KA-2024-BHM-000008 - [2025] EWHC 2093 (KB)
King's / Queen's Bench Division of the High Court

KA-2024-BHM-000008 - [2025] EWHC 2093 (KB)

Fecha: 12-Ago-2025

The judge’s conclusions on the cyclospora issue

The judge’s conclusions on the cyclospora issue

The judge preferred Dr Bowling’s evidence to that of Professor Bjarnason, because the judge took the view that Professor Bjarnason had a tendency to express views on matters that were outside his area of expertise. The judge accepted Dr Bowling’s view that, if the Appellant had a cyclospora infection, she was and remained symptomatic. However, the gastroenterologists deferred to the microbiologists on the cyclospora issue, and so the views of the gastroenterologists did not determine the cyclospora issue (or the causation issue).
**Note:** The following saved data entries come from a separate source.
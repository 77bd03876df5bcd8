//! Renders a [`Chart`] as inline SVG inside a standalone HTML page.

use super::{Chart, Layout, LineStyle, MarkerStyle, MarkerSymbol, TextPosition, Trace};
use std::fmt::Write as _;
use std::path::{Path, PathBuf};
use thiserror::Error;
use tracing::debug;

const WIDTH: f64 = 1000.0;
const HEIGHT: f64 = 640.0;
const MARGIN_LEFT: f64 = 90.0;
const MARGIN_RIGHT: f64 = 30.0;
const MARGIN_TOP: f64 = 70.0;
const MARGIN_BOTTOM: f64 = 70.0;
const TARGET_TICKS: usize = 6;
const LEGEND_ROW: f64 = 20.0;
const TEXT_LINE: f64 = 14.0;

const VERSION: &str = env!("CARGO_PKG_VERSION");
const TEMPLATE: &str = include_str!("template.html");

#[derive(Debug, Error)]
pub enum RenderError {
    #[error("failed to serialise chart: {0}")]
    Serialize(#[from] serde_json::Error),

    #[error("failed to write '{}': {source}", .path.display())]
    Write {
        path: PathBuf,
        #[source]
        source: std::io::Error,
    },
}

/// Maps data coordinates onto the plot area.
#[derive(Debug, Clone, Copy)]
struct Frame {
    x_min: f64,
    x_max: f64,
    y_min: f64,
    y_max: f64,
}

impl Frame {
    fn fit(chart: &Chart) -> Self {
        let mut xs = Vec::new();
        let mut ys = Vec::new();
        for trace in chart.traces() {
            for (x, y) in trace.points() {
                if x.is_finite() && y.is_finite() {
                    xs.push(x);
                    ys.push(y);
                }
            }
        }
        let (x_min, x_max) = padded_extent(&xs);
        let (y_min, y_max) = padded_extent(&ys);
        Self {
            x_min,
            x_max,
            y_min,
            y_max,
        }
    }

    fn left() -> f64 {
        MARGIN_LEFT
    }

    fn right() -> f64 {
        WIDTH - MARGIN_RIGHT
    }

    fn top() -> f64 {
        MARGIN_TOP
    }

    fn bottom() -> f64 {
        HEIGHT - MARGIN_BOTTOM
    }

    fn px(&self, x: f64) -> f64 {
        let norm = (x - self.x_min) / (self.x_max - self.x_min);
        Self::left() + norm * (Self::right() - Self::left())
    }

    fn py(&self, y: f64) -> f64 {
        let norm = (y - self.y_min) / (self.y_max - self.y_min);
        Self::bottom() - norm * (Self::bottom() - Self::top())
    }
}

/// Min/max of `values` widened by 5% per side; flat ranges are widened
/// around their value.
fn padded_extent(values: &[f64]) -> (f64, f64) {
    let lo = values.iter().copied().fold(f64::INFINITY, f64::min);
    let hi = values.iter().copied().fold(f64::NEG_INFINITY, f64::max);
    if !lo.is_finite() || !hi.is_finite() {
        return (0.0, 1.0);
    }
    if lo == hi {
        let adjust = if lo == 0.0 { 1.0 } else { lo.abs() * 0.1 };
        return (lo - adjust, hi + adjust);
    }
    let pad = (hi - lo) * 0.05;
    (lo - pad, hi + pad)
}

fn tick_step(span: f64) -> f64 {
    let raw = span / TARGET_TICKS as f64;
    let magnitude = 10f64.powf(raw.log10().floor());
    let norm = raw / magnitude;
    let nice = if norm < 1.5 {
        1.0
    } else if norm < 3.0 {
        2.0
    } else if norm < 7.0 {
        5.0
    } else {
        10.0
    };
    nice * magnitude
}

fn ticks(lo: f64, hi: f64) -> (Vec<f64>, usize) {
    let step = tick_step(hi - lo);
    let decimals = (-step.log10().floor()).max(0.0) as usize;
    let first = (lo / step - 1e-9).ceil() as i64;
    let last = (hi / step + 1e-9).floor() as i64;
    let values = (first..=last).map(|i| i as f64 * step).collect();
    (values, decimals)
}

pub(crate) fn escape(text: &str) -> String {
    let mut out = String::with_capacity(text.len());
    for c in text.chars() {
        match c {
            '&' => out.push_str("&amp;"),
            '<' => out.push_str("&lt;"),
            '>' => out.push_str("&gt;"),
            '"' => out.push_str("&quot;"),
            '\'' => out.push_str("&#39;"),
            _ => out.push(c),
        }
    }
    out
}

fn draw_grid(svg: &mut String, frame: &Frame, layout: &Layout) {
    let (x_ticks, x_decimals) = ticks(frame.x_min, frame.x_max);
    let (y_ticks, y_decimals) = ticks(frame.y_min, frame.y_max);

    for x in &x_ticks {
        let px = frame.px(*x);
        let _ = write!(
            svg,
            r#"<line x1="{px:.2}" y1="{top:.2}" x2="{px:.2}" y2="{bottom:.2}" stroke="{color}" stroke-width="1" />"#,
            top = Frame::top(),
            bottom = Frame::bottom(),
            color = layout.x_axis.grid_color,
        );
        let _ = write!(
            svg,
            r#"<text x="{px:.2}" y="{y:.2}" text-anchor="middle">{x:.x_decimals$}</text>"#,
            y = Frame::bottom() + 18.0,
        );
    }

    for y in &y_ticks {
        let py = frame.py(*y);
        let _ = write!(
            svg,
            r#"<line x1="{left:.2}" y1="{py:.2}" x2="{right:.2}" y2="{py:.2}" stroke="{color}" stroke-width="1" />"#,
            left = Frame::left(),
            right = Frame::right(),
            color = layout.y_axis.grid_color,
        );
        let _ = write!(
            svg,
            r#"<text x="{x:.2}" y="{ty:.2}" text-anchor="end">{y:.y_decimals$}</text>"#,
            x = Frame::left() - 8.0,
            ty = py + 4.0,
        );
    }

    if layout.x_axis.zero_line && frame.x_min <= 0.0 && frame.x_max >= 0.0 {
        let px = frame.px(0.0);
        let _ = write!(
            svg,
            r#"<line class="zero-line" x1="{px:.2}" y1="{top:.2}" x2="{px:.2}" y2="{bottom:.2}" stroke="{color}" stroke-width="{width}" />"#,
            top = Frame::top(),
            bottom = Frame::bottom(),
            color = layout.x_axis.zero_line_color,
            width = layout.x_axis.zero_line_width,
        );
    }
    if layout.y_axis.zero_line && frame.y_min <= 0.0 && frame.y_max >= 0.0 {
        let py = frame.py(0.0);
        let _ = write!(
            svg,
            r#"<line class="zero-line" x1="{left:.2}" y1="{py:.2}" x2="{right:.2}" y2="{py:.2}" stroke="{color}" stroke-width="{width}" />"#,
            left = Frame::left(),
            right = Frame::right(),
            color = layout.y_axis.zero_line_color,
            width = layout.y_axis.zero_line_width,
        );
    }
}
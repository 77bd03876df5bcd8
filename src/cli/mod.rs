//! Command implementations and terminal presentation

pub mod plot;
pub mod setup;
pub mod summary;
pub mod ui;

use crate::chart::DistinguishedKind;
use crate::core::config::AppConfig;
use crate::core::{Frontier, PortfolioSummary, load_portfolio_summary};
use anyhow::{Context, Result};

/// The frontier plus the user target and max Sharpe summaries, when present.
pub(crate) type Inputs = (Frontier, Option<PortfolioSummary>, Option<PortfolioSummary>);

/// Loads every input named by `config`. Only a frontier failure is an error.
pub(crate) fn load_inputs(config: &AppConfig) -> Result<Inputs> {
    let frontier_path = config.frontier_path();
    let frontier = Frontier::load(&frontier_path).with_context(|| {
        format!(
            "Cannot continue without Efficient Frontier data from {}",
            frontier_path.display()
        )
    })?;

    let user_target = load_portfolio_summary(
        &config.user_portfolio_path(),
        DistinguishedKind::UserTarget.display_name(),
    );
    let max_sharpe = load_portfolio_summary(
        &config.max_sharpe_path(),
        DistinguishedKind::MaxSharpe.display_name(),
    );

    Ok((frontier, user_target, max_sharpe))
}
The judge preferred the evidence of Dr Gant to that of Professor Threlfall. He observed that Professor Threlfall accepted that Dr Gant has greater experience for testing for cyclospora oocytes. Dr Gant’s laboratory (the national reference laboratory) has the expertise and Professor Threlfall’s does not. Dr Gant’s evidence on the testing process was more cogent. He was right, and Professor Threlfall, was wrong, when Dr Gant said that there was no antibody for the oocytes and that they fluoresced naturally, and Professor Threlfall said that there was an antibody, and also when Dr Grant said that the oocytes did not deteriorate rapidly over time, and Professor Threlfall said that they did. Professor Threlfall’s suggested explanation for the different results, that the oocytes had disappeared from the stool sample between tests, was therefore not accepted. Both microbiology experts made clear that the identification of cyclospora oocytes was not easy, and they could readily be confused with other pathogens, such as yeast. The purpose of the national reference laboratory was to check that the initial findings of the regional laboratory were correct, and they had done their job and had concluded that they were not correct.
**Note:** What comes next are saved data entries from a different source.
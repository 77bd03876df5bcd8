//! Portfolio metric summaries written by the optimiser.
//!
//! A summary table looks like
//!
//! ```text
//! Metric,Value
//! Expected Return,0.0712
//! Portfolio Std Dev,0.1204
//! Sharpe Ratio,0.5814
//! Optimal Weights,0.2;0.3;0.5
//! ```
//!
//! Only the first three data rows are read. A summary is either complete or
//! absent: a missing file, a parse failure and a missing metric all look the
//! same to callers of [`load_portfolio_summary`].

use super::table::{TableError, read_table};
use std::collections::HashMap;
use std::path::Path;
use thiserror::Error;
use tracing::{info, warn};

pub const METRIC_COLUMN: &str = "Metric";
pub const VALUE_COLUMN: &str = "Value";

pub const EXPECTED_RETURN: &str = "Expected Return";
pub const PORTFOLIO_STD_DEV: &str = "Portfolio Std Dev";
pub const SHARPE_RATIO: &str = "Sharpe Ratio";

const SUMMARY_ROWS: usize = 3;

#[derive(Debug, Clone, Copy, PartialEq)]
pub struct PortfolioSummary {
    pub expected_return: f64,
    pub risk: f64,
    pub sharpe_ratio: f64,
}

/// Why an optional portfolio summary is unavailable.
#[derive(Debug, Error)]
pub enum SummaryError {
    #[error(transparent)]
    Table(#[from] TableError),

    #[error("missing metrics: {}", .0.join(", "))]
    MissingMetrics(Vec<&'static str>),

    #[error("metric '{metric}' has invalid value '{value}'")]
    InvalidValue { metric: &'static str, value: String },
}

impl PortfolioSummary {
    /// Parses a summary table, reporting why it could not be used.
    pub fn parse(path: &Path) -> Result<Self, SummaryError> {
        let table = read_table(path, Some(SUMMARY_ROWS))?;
        let metric_idx = table.column(METRIC_COLUMN)?;
        let value_idx = table.column(VALUE_COLUMN)?;

        let metrics: HashMap<&str, &str> = table
            .rows()
            .iter()
            .filter_map(|row| Some((row.get(metric_idx)?, row.get(value_idx)?)))
            .collect();

        let missing: Vec<&'static str> = [EXPECTED_RETURN, PORTFOLIO_STD_DEV, SHARPE_RATIO]
            .into_iter()
            .filter(|key| !metrics.contains_key(key))
            .collect();
        if !missing.is_empty() {
            return Err(SummaryError::MissingMetrics(missing));
        }

        let value = |metric: &'static str| -> Result<f64, SummaryError> {
            let raw = metrics.get(metric).copied().unwrap_or_default();
            raw.parse::<f64>()
                .ok()
                .filter(|v| v.is_finite())
                .ok_or_else(|| SummaryError::InvalidValue {
                    metric,
                    value: raw.to_string(),
                })
        };

        let risk = value(PORTFOLIO_STD_DEV)?;
        if risk < 0.0 {
            return Err(SummaryError::InvalidValue {
                metric: PORTFOLIO_STD_DEV,
                value: risk.to_string(),
            });
        }

        Ok(Self {
            expected_return: value(EXPECTED_RETURN)?,
            risk,
            sharpe_ratio: value(SHARPE_RATIO)?,
        })
    }
}

/// Loads an optional portfolio summary.
///
/// Never fails: any problem is logged against `portfolio_name` and the
/// summary is reported as absent.
pub fn load_portfolio_summary(path: &Path, portfolio_name: &str) -> Option<PortfolioSummary> {
    match PortfolioSummary::parse(path) {
        Ok(summary) => {
            info!(
                portfolio = portfolio_name,
                expected_return = summary.expected_return,
                risk = summary.risk,
                sharpe_ratio = summary.sharpe_ratio,
                "Loaded {portfolio_name}"
            );
            Some(summary)
        }
        Err(SummaryError::Table(TableError::MissingInput(_))) => {
            warn!(
                portfolio = portfolio_name,
                path = %path.display(),
                "{portfolio_name} data not found"
            );
            None
        }
        Err(e) => {
            warn!(
                portfolio = portfolio_name,
                path = %path.display(),
                error = %e,
                "Ignoring {portfolio_name}"
            );
            None
        }
    }
}

#[cfg(test)]
mod tests {
    use super::*;
    use std::fs;
    use std::path::PathBuf;
    use tempfile::TempDir;

    fn write_summary(dir: &TempDir, content: &str) -> PathBuf {
        let path = dir.path().join("Best Sharpe Portfolio.csv");
        fs::write(&path, content).unwrap();
        path
    }

    #[test]
    fn test_load_complete_summary() {
        let dir = TempDir::new().unwrap();
        let path = write_summary(
            &dir,
            "Metric,Value\nExpected Return,0.07\nPortfolio Std Dev,0.12\nSharpe Ratio,0.58\nOptimal Weights,0.2;0.3;0.5\n",
        );

        let summary = load_portfolio_summary(&path, "Max Sharpe Portfolio").unwrap();
        assert_eq!(
            summary,
            PortfolioSummary {
                expected_return: 0.07,
                risk: 0.12,
                sharpe_ratio: 0.58,
            }
        );
    }

    #[test]
    fn test_row_order_does_not_matter() {
        let dir = TempDir::new().unwrap();
        let path = write_summary(
            &dir,
            "Metric,Value\nSharpe Ratio,1.5\nExpected Return,0.3\nPortfolio Std Dev,0.2\n",
        );
        let summary = PortfolioSummary::parse(&path).unwrap();
        assert_eq!(summary.sharpe_ratio, 1.5);
        assert_eq!(summary.expected_return, 0.3);
        assert_eq!(summary.risk, 0.2);
    }

    #[test]
    fn test_missing_key_discards_everything() {
        let dir = TempDir::new().unwrap();
        let path = write_summary(
            &dir,
            "Metric,Value\nExpected Return,0.07\nPortfolio Std Dev,0.12\n",
        );

        assert!(load_portfolio_summary(&path, "User's Target Portfolio").is_none());
        match PortfolioSummary::parse(&path) {
            Err(SummaryError::MissingMetrics(missing)) => assert_eq!(missing, vec![SHARPE_RATIO]),
            other => panic!("Expected missing metrics, got {other:?}"),
        }
    }

    #[test]
    fn test_only_first_three_rows_are_read() {
        let dir = TempDir::new().unwrap();
        let path = write_summary(
            &dir,
            "Metric,Value\nExpected Return,0.07\nOptimal Weights,0.5;0.5\nPortfolio Std Dev,0.12\nSharpe Ratio,0.58\n",
        );

        match PortfolioSummary::parse(&path) {
            Err(SummaryError::MissingMetrics(missing)) => {
                assert_eq!(missing, vec![SHARPE_RATIO]);
            }
            other => panic!("Expected missing metrics, got {other:?}"),
        }
        assert!(load_portfolio_summary(&path, "Max Sharpe Portfolio").is_none());
    }

    #[test]
    fn test_missing_file_is_absent() {
        let dir = TempDir::new().unwrap();
        let path = dir.path().join("User Portfolio.csv");
        assert!(load_portfolio_summary(&path, "User's Target Portfolio").is_none());
        assert!(matches!(
            PortfolioSummary::parse(&path),
            Err(SummaryError::Table(TableError::MissingInput(_)))
        ));
    }

    #[test]
    fn test_empty_file_is_absent() {
        let dir = TempDir::new().unwrap();
        let path = write_summary(&dir, "Metric,Value\n");
        assert!(load_portfolio_summary(&path, "Max Sharpe Portfolio").is_none());
    }

    #[test]
    fn test_wrong_headers_are_absent() {
        let dir = TempDir::new().unwrap();
        let path = write_summary(
            &dir,
            "Name,Amount\nExpected Return,0.07\nPortfolio Std Dev,0.12\nSharpe Ratio,0.58\n",
        );
        assert!(matches!(
            PortfolioSummary::parse(&path),
            Err(SummaryError::Table(TableError::MalformedData { .. }))
        ));
        assert!(load_portfolio_summary(&path, "Max Sharpe Portfolio").is_none());
    }

    #[test]
    fn test_non_numeric_value_is_absent() {
        let dir = TempDir::new().unwrap();
        let path = write_summary(
            &dir,
            "Metric,Value\nExpected Return,n/a\nPortfolio Std Dev,0.12\nSharpe Ratio,0.58\n",
        );
        match PortfolioSummary::parse(&path) {
            Err(SummaryError::InvalidValue { metric, value }) => {
                assert_eq!(metric, EXPECTED_RETURN);
                assert_eq!(value, "n/a");
            }
            other => panic!("Expected invalid value, got {other:?}"),
        }
        assert!(load_portfolio_summary(&path, "Max Sharpe Portfolio").is_none());
    }

    #[test]
    fn test_negative_std_dev_is_absent() {
        let dir = TempDir::new().unwrap();
        let path = write_summary(
            &dir,
            "Metric,Value\nExpected Return,0.07\nPortfolio Std Dev,-0.12\nSharpe Ratio,0.58\n",
        );
        match PortfolioSummary::parse(&path) {
            Err(SummaryError::InvalidValue { metric, value }) => {
                assert_eq!(metric, PORTFOLIO_STD_DEV);
                assert_eq!(value, "-0.12");
            }
            other => panic!("Expected invalid value, got {other:?}"),
        }
        assert!(load_portfolio_summary(&path, "User's Target Portfolio").is_none());
    }
}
The judge said that he would have required extremely cogent evidence to persuade him that the national reference laboratory had got it wrong, and there was no such evidence.

For these reasons, the judge found on the balance on probabilities that the Appellant did not have cyclospora in her stool sample and so there was no direct evidence of the presence of cyclospora. The judge concluded that the Appellant’s symptoms were caused by another pathogen.